Toutefois, ce scénario n’est pas le plus probable. Il ne fait cependant aucun doute que les États-Unis appliqueront dans une certaine mesure leur nouvelle politique de réciprocité, imposant des droits de douane qu’ils jugent équivalents à ceux qu’ils subissent en Europe.
Il est clair que cela mettra en péril l’acquis du GATT et de l’OMC.
Le Président américain a déjà indiqué que toute riposte de l’UE entraînerait une surenchère, avec des contre-représailles pouvant aller jusqu’à des droits de douane de 200 % sur les vins. Jusqu’où cela ira-t-il ? Comment éviter une guerre commerciale qui dégénère sans fin ?
L’UE se considère comme un défenseur des règles de l’OMC et veut les faire respecter, alors que les États-Unis s’en détournent pour favoriser leurs intérêts nationaux avec une approche mercantiliste.
CONCLUSION
Les tensions initiées par les États-Unis sont particulièrement nuisibles au secteur agricole européen.
L’UE a plus à perdre qu’eux dans cette guerre commerciale, avec un excédent commercial agroalimentaire significatif et des produits difficilement redirigeables vers d’autres marchés.
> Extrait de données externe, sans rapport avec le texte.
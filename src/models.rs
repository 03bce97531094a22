use std::collections::HashSet;
use std::fmt;

use chrono::{DateTime, Utc};
use serde::{Deserialize, Serialize};
use uuid::Uuid;

use crate::catalog::Track;

pub fn fold_key(value: &str) -> String {
    value.trim().to_lowercase()
}

pub fn same_key(a: &str, b: &str) -> bool {
    fold_key(a) == fold_key(b)
}

#[derive(Debug, Clone, PartialEq, Eq, Hash, Serialize, Deserialize)]
#[serde(from = "String", into = "String")]
pub enum ProgressStatus {
    Setup,
    Working,
    Audit,
    Finished,
    WithoutGroup,
    NotChosen,
    Other(String),
}

impl ProgressStatus {
    pub fn parse(value: &str) -> Self {
        match value.trim().to_lowercase().as_str() {
            "setup" => ProgressStatus::Setup,
            "working" => ProgressStatus::Working,
            "audit" => ProgressStatus::Audit,
            "finished" => ProgressStatus::Finished,
            "without group" | "without_group" => ProgressStatus::WithoutGroup,
            "not_chosen" | "not chosen" => ProgressStatus::NotChosen,
            _ => ProgressStatus::Other(value.trim().to_string()),
        }
    }

    pub fn as_str(&self) -> &str {
        match self {
            ProgressStatus::Setup => "setup",
            ProgressStatus::Working => "working",
            ProgressStatus::Audit => "audit",
            ProgressStatus::Finished => "finished",
            ProgressStatus::WithoutGroup => "without group",
            ProgressStatus::NotChosen => "not_chosen",
            ProgressStatus::Other(value) => value,
        }
    }

    /// How far along a project this status is; used to pick between
    /// several entries for the same project.
    pub fn rank(&self) -> u8 {
        match self {
            ProgressStatus::Finished => 5,
            ProgressStatus::Audit => 4,
            ProgressStatus::Working => 3,
            ProgressStatus::Setup => 2,
            ProgressStatus::WithoutGroup => 1,
            ProgressStatus::NotChosen | ProgressStatus::Other(_) => 0,
        }
    }
}

impl From<String> for ProgressStatus {
    fn from(value: String) -> Self {
        ProgressStatus::parse(&value)
    }
}

impl From<ProgressStatus> for String {
    fn from(value: ProgressStatus) -> Self {
        value.as_str().to_string()
    }
}

impl fmt::Display for ProgressStatus {
    fn fmt(&self, f: &mut fmt::Formatter<'_>) -> fmt::Result {
        f.write_str(self.as_str())
    }
}

#[derive(Debug, Clone, PartialEq)]
pub struct ProgressionEntry {
    pub student_login: String,
    pub project_name: String,
    pub group_status: ProgressStatus,
    pub group_id: String,
}

#[derive(Debug, Clone, PartialEq, Serialize)]
pub struct TrackState {
    pub project: Option<String>,
    pub status: ProgressStatus,
    pub all_finished: bool,
}

impl TrackState {
    pub fn not_chosen() -> Self {
        Self {
            project: None,
            status: ProgressStatus::NotChosen,
            all_finished: false,
        }
    }
}

#[derive(Debug, Clone, PartialEq, Serialize)]
pub struct StudentTracks {
    pub golang: TrackState,
    pub javascript: TrackState,
    pub rust: TrackState,
    pub java: TrackState,
}

impl StudentTracks {
    pub fn get(&self, track: Track) -> &TrackState {
        match track {
            Track::Golang => &self.golang,
            Track::Javascript => &self.javascript,
            Track::Rust => &self.rust,
            Track::Java => &self.java,
        }
    }

    /// Golang and Javascript finished, plus one of the electives.
    pub fn all_tracks_completed(&self) -> bool {
        self.golang.all_finished
            && self.javascript.all_finished
            && (self.rust.all_finished || self.java.all_finished)
    }
}

#[derive(Debug, Clone, Copy, PartialEq, Eq, Hash, PartialOrd, Ord, Serialize, Deserialize)]
pub enum DelayLevel {
    #[serde(rename = "bien")]
    Bien,
    #[serde(rename = "en retard")]
    EnRetard,
    #[serde(rename = "en avance")]
    EnAvance,
    #[serde(rename = "spécialité")]
    Specialite,
    #[serde(rename = "Validé")]
    Valide,
    #[serde(rename = "Non Validé")]
    NonValide,
}

impl DelayLevel {
    pub fn as_str(self) -> &'static str {
        match self {
            DelayLevel::Bien => "bien",
            DelayLevel::EnRetard => "en retard",
            DelayLevel::EnAvance => "en avance",
            DelayLevel::Specialite => "spécialité",
            DelayLevel::Valide => "Validé",
            DelayLevel::NonValide => "Non Validé",
        }
    }
}

impl fmt::Display for DelayLevel {
    fn fmt(&self, f: &mut fmt::Formatter<'_>) -> fmt::Result {
        f.write_str(self.as_str())
    }
}

#[derive(Debug, Clone, Default)]
pub struct DropoutSet(HashSet<String>);

impl DropoutSet {
    pub fn new<I, S>(logins: I) -> Self
    where
        I: IntoIterator<Item = S>,
        S: AsRef<str>,
    {
        Self(
            logins
                .into_iter()
                .map(|login| fold_key(login.as_ref()))
                .collect(),
        )
    }

    pub fn contains(&self, login: &str) -> bool {
        self.0.contains(&fold_key(login))
    }
}

#[derive(Debug, Clone, PartialEq, Serialize)]
pub struct GroupMember {
    pub login: String,
    pub first_name: Option<String>,
    pub last_name: Option<String>,
    pub is_dropout: bool,
}

#[derive(Debug, Clone, PartialEq, Serialize)]
pub struct Group {
    pub group_id: String,
    pub project_name: String,
    pub track: Option<Track>,
    pub members: Vec<GroupMember>,
    pub status: ProgressStatus,
    pub updated_at: Option<DateTime<Utc>>,
}

impl Group {
    pub fn active_members(&self) -> usize {
        self.members.iter().filter(|member| !member.is_dropout).count()
    }

    pub fn dropout_count(&self) -> usize {
        self.members.len() - self.active_members()
    }

    /// Finished and still carrying at least one student who did not drop out.
    pub fn is_audit_eligible(&self) -> bool {
        self.status == ProgressStatus::Finished && self.active_members() > 0
    }

    pub fn logins(&self) -> impl Iterator<Item = String> + '_ {
        self.members.iter().map(|member| fold_key(&member.login))
    }
}

#[derive(Debug, Clone, Copy, PartialEq, Eq, PartialOrd, Ord, Serialize)]
#[serde(rename_all = "lowercase")]
pub enum Priority {
    Normal,
    Warning,
    Urgent,
}

impl fmt::Display for Priority {
    fn fmt(&self, f: &mut fmt::Formatter<'_>) -> fmt::Result {
        f.write_str(match self {
            Priority::Normal => "normal",
            Priority::Warning => "warning",
            Priority::Urgent => "urgent",
        })
    }
}

#[derive(Debug, Clone, PartialEq, Serialize)]
pub struct PendingPriorityEvaluation {
    pub group_id: String,
    pub priority: Priority,
    pub reasons: Vec<String>,
    pub priority_score: f64,
}

#[derive(Debug, Clone, PartialEq, Serialize)]
pub struct AuditedPriority {
    pub group_id: String,
    pub priority: Priority,
    pub validation_rate: f64,
    pub warnings_count: usize,
}

#[derive(Debug, Clone, PartialEq)]
pub struct NewAudit {
    pub promo_id: i64,
    pub track: Track,
    pub project_name: String,
    pub group_id: String,
    pub auditor_name: Option<String>,
    pub summary: Option<String>,
    pub global_warnings: Vec<String>,
    pub results: Vec<NewAuditResult>,
}

#[derive(Debug, Clone, PartialEq)]
pub struct NewAuditResult {
    pub student_login: String,
    pub validated: bool,
    pub warnings: Vec<String>,
}

#[derive(Debug, Clone, PartialEq, Eq)]
pub enum InsertOutcome {
    Inserted(Uuid),
    AlreadyExists,
}

#[derive(Debug, Clone)]
pub struct AuditRecord {
    pub id: Uuid,
    pub group_id: String,
    pub global_warnings: Vec<String>,
    pub results: Vec<AuditResultRecord>,
}

#[derive(Debug, Clone)]
pub struct AuditResultRecord {
    pub student_login: String,
    pub validated: bool,
    pub warnings: Vec<String>,
}

#[derive(Debug, Clone, PartialEq)]
pub struct StudentRecord {
    pub login: String,
}

#[derive(Debug, Clone, PartialEq, Serialize)]
pub struct TrackProgress {
    pub project: Option<String>,
    pub status: ProgressStatus,
    pub completed: bool,
}

/// Denormalized progress fields overwritten on every resync.
#[derive(Debug, Clone, PartialEq, Serialize)]
pub struct StudentProgress {
    pub login: String,
    pub actual_project_name: Option<String>,
    pub progress_status: ProgressStatus,
    pub delay_level: DelayLevel,
    pub golang: TrackProgress,
    pub javascript: TrackProgress,
    pub rust: TrackProgress,
    pub java: TrackProgress,
}

#[derive(Debug, Clone, Default, Serialize)]
pub struct PromoResyncSummary {
    pub promotion: String,
    pub updated: usize,
    pub errors: Vec<String>,
}

#[derive(Debug, Clone, Default, Serialize)]
#[serde(rename_all = "camelCase")]
pub struct ResyncSummary {
    pub total_promos: usize,
    pub total_students_updated: usize,
    pub total_errors: usize,
    pub archived_promos_skipped: usize,
    pub promotions: Vec<PromoResyncSummary>,
}

#[cfg(test)]
mod tests {
    use super::*;

    #[test]
    fn status_parsing_accepts_both_spellings() {
        assert_eq!(ProgressStatus::parse("without_group"), ProgressStatus::WithoutGroup);
        assert_eq!(ProgressStatus::parse("Without Group"), ProgressStatus::WithoutGroup);
        assert_eq!(ProgressStatus::parse("finished"), ProgressStatus::Finished);
        assert_eq!(
            ProgressStatus::parse("archived"),
            ProgressStatus::Other("archived".to_string())
        );
    }

    #[test]
    fn delay_levels_keep_their_external_strings() {
        let json = serde_json::to_string(&DelayLevel::Specialite).unwrap();
        assert_eq!(json, "\"spécialité\"");
        assert_eq!(DelayLevel::EnRetard.as_str(), "en retard");
        assert_eq!(DelayLevel::NonValide.to_string(), "Non Validé");
    }

    #[test]
    fn dropout_membership_ignores_case() {
        let dropouts = DropoutSet::new(["JDoe", " asmith ", "Émile"]);
        assert!(dropouts.contains("jdoe"));
        assert!(dropouts.contains("ASMITH"));
        assert!(dropouts.contains("ÉMILE"));
        assert!(!dropouts.contains("bob"));
    }

    #[test]
    fn keys_fold_beyond_ascii() {
        assert_eq!(fold_key(" ÉCHECS "), "échecs");
        assert!(same_key("Émile", "émile"));
        assert!(!same_key("emile", "émile"));
    }

    #[test]
    fn group_eligibility_requires_finished_and_an_active_member() {
        let member = |login: &str, is_dropout| GroupMember {
            login: login.to_string(),
            first_name: None,
            last_name: None,
            is_dropout,
        };
        let mut group = Group {
            group_id: "1".to_string(),
            project_name: "forum".to_string(),
            track: Some(Track::Golang),
            members: vec![member("a", true), member("b", false)],
            status: ProgressStatus::Finished,
            updated_at: None,
        };
        assert!(group.is_audit_eligible());
        assert_eq!(group.dropout_count(), 1);

        group.members[1].is_dropout = true;
        assert!(!group.is_audit_eligible());

        group.members[1].is_dropout = false;
        group.status = ProgressStatus::Working;
        assert!(!group.is_audit_eligible());
    }
}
Bien que les représailles de l’UE soient compréhensibles et justifiées, il est essentiel d’éviter une escalade dans l’agriculture et l’alimentation, qui inciterait les États-Unis à en faire de même.
Un accord négocié est dans l’intérêt du secteur. Si un tel accord est impossible, l’UE doit minimiser l’impact sur l’agriculture via des mesures de compensation économique et en ciblant d’autres secteurs.
L’UE défend un commerce mondial basé sur des règles, tandis que les États-Unis poursuivent une politique nationaliste de rééquilibrage du commerce.
À un moment où la coopération transatlantique est cruciale pour relever des défis mondiaux comme le changement climatique et la sécurité alimentaire, les négociateurs doivent trouver des solutions innovantes pour parvenir à un accord et éviter une guerre commerciale destructrice.